Mil'Von James

Profile
- Position: Defensive back

Personal information
- Born: September 17, 1985 (age 41) Los Angeles, California, U.S.
- Listed height: 6 ft 0 in (1.83 m)
- Listed weight: 210 lb (95 kg)

Career information
- College: University of Nevada-Las Vegas
- NFL draft: 2008: undrafted

Career history
- 2008: Cleveland Browns*
- 2009: BC Lions*
- * Offseason or practice squad member only

Awards and highlights
- Second-team All-MW (2007); Led NCAA in passes defended (2007);

= Mil'Von James =

American gridiron football player (born 1985)

Mil'Von Keishawn James (born September 17, 1985) is a high school coach of American football. He played college football for the UNLV Rebels, where he led the nation in passes defended, and was not drafted by a professional team in any league. He played college football for the UCLA Bruins from 2003-2005. His younger brother Malik "Fig" James played for the Nevada Wolfpack.

==Early life==
James graduated in 2003 from Fremont High School in Los Angeles, California

==College career==
James played college football for the UCLA Bruins from 2003-2005. He transferred to the UNLV Rebels in 2005 along with Eric Wright and Rocky Hinds from the USC Trojans and Tony Cade from the Oklahoma Sooners. As a senior cornerback Mil’Von James was voted to the Second-team-All Mountain West Conference after leading the nation with 19 pass deflections. He would finish his senior season at UNLV with 45 tackles, three force fumbles and one interception. Despite a struggling defense James would be part of the reason that would help land UNLV with the 23rd best pass defense in the nation.

===Pre-draft===

Pre-draft measurables
| Height | Weight | Arm length | Hand span | 40-yard dash | 10-yard split | 20-yard split | 20-yard shuttle | Three-cone drill | Vertical jump | Broad jump | Bench press |
|---|---|---|---|---|---|---|---|---|---|---|---|
| 5 ft 11+7⁄8 in (1.83 m) | 196 lb (89 kg) | 31.5 in (0.80 m) | 9.5 in (0.24 m) | 4.39 s | 1.50 s | 2.58 s | 4.08 s | 6.91 s | 37.5 in (0.95 m) | 9 ft 7 in (2.92 m) | 12 reps |

==Coaching career==
In 2016 as head coach for the Augustus F. Hawkins High School, James was fired for using ineligible players.

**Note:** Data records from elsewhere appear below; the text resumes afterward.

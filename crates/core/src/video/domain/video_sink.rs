use crate::shared::frame::Frame;

/// An open encoded video stream accepting frames in presentation order.
///
/// The stream is finalized by `finish`, or on drop if the caller never
/// finishes it explicitly.
pub trait VideoSink: Send {
    fn write(&mut self, frame: &Frame) -> Result<(), Box<dyn std::error::Error>>;

    /// Flushes buffered packets and writes the container trailer.
    /// Calling it more than once is a no-op.
    fn finish(&mut self) -> Result<(), Box<dyn std::error::Error>>;
}
pub mod driver_error;
pub mod frame_stream_driver;
pub mod frame_transform;
pub mod image_sequence;
pub mod input_source;
pub mod numbered_images;
pub mod output_sink;
pub mod run_summary;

In 2021 as coach for Inglewood High School, he received criticism of unsportsmanlike conduct for allowing his team to run up a game to the score of 106-0. The most controversial move came when Coach James went for a two-point conversion when the team was already up 104-0. "How can the Coaching staff of Inglewood High School California feel good about themselves?" quoted the legendary sports announcer Dick Vitale on Twitter.

In 2022 James guided Inglewood to a 13-1 record and the CIF-SS Division 2 final as he continued a remarkable transformation of the program. Mil’von James arrived at Inglewood High School in 2019 and took over a football team that had just gone 0-10.

In his first season, the Sentinels went 12-1 and lost in the CIF-Southern Section Division 13 semifinals by one point.

The Sentinels went undefeated in the shortened 2020 spring season and since then they’ve been on a roll, going 24-2 in the last two seasons. They advanced to the CIF-SS Division 2 semifinals in 2021 and this season they went 13-1 and reached the finals. Leading the way has been James, who is the 2022 Daily Breeze football coach of the year.
Inglewood is 36-3 in three full seasons under James and 40-3 overall.

“I know where we started in year one and how far we’ve gone to get to where we are now,” James said. “It’s a testament to the hard work of my staff. I think we’re ahead of our five-year plan and the best days are ahead of us.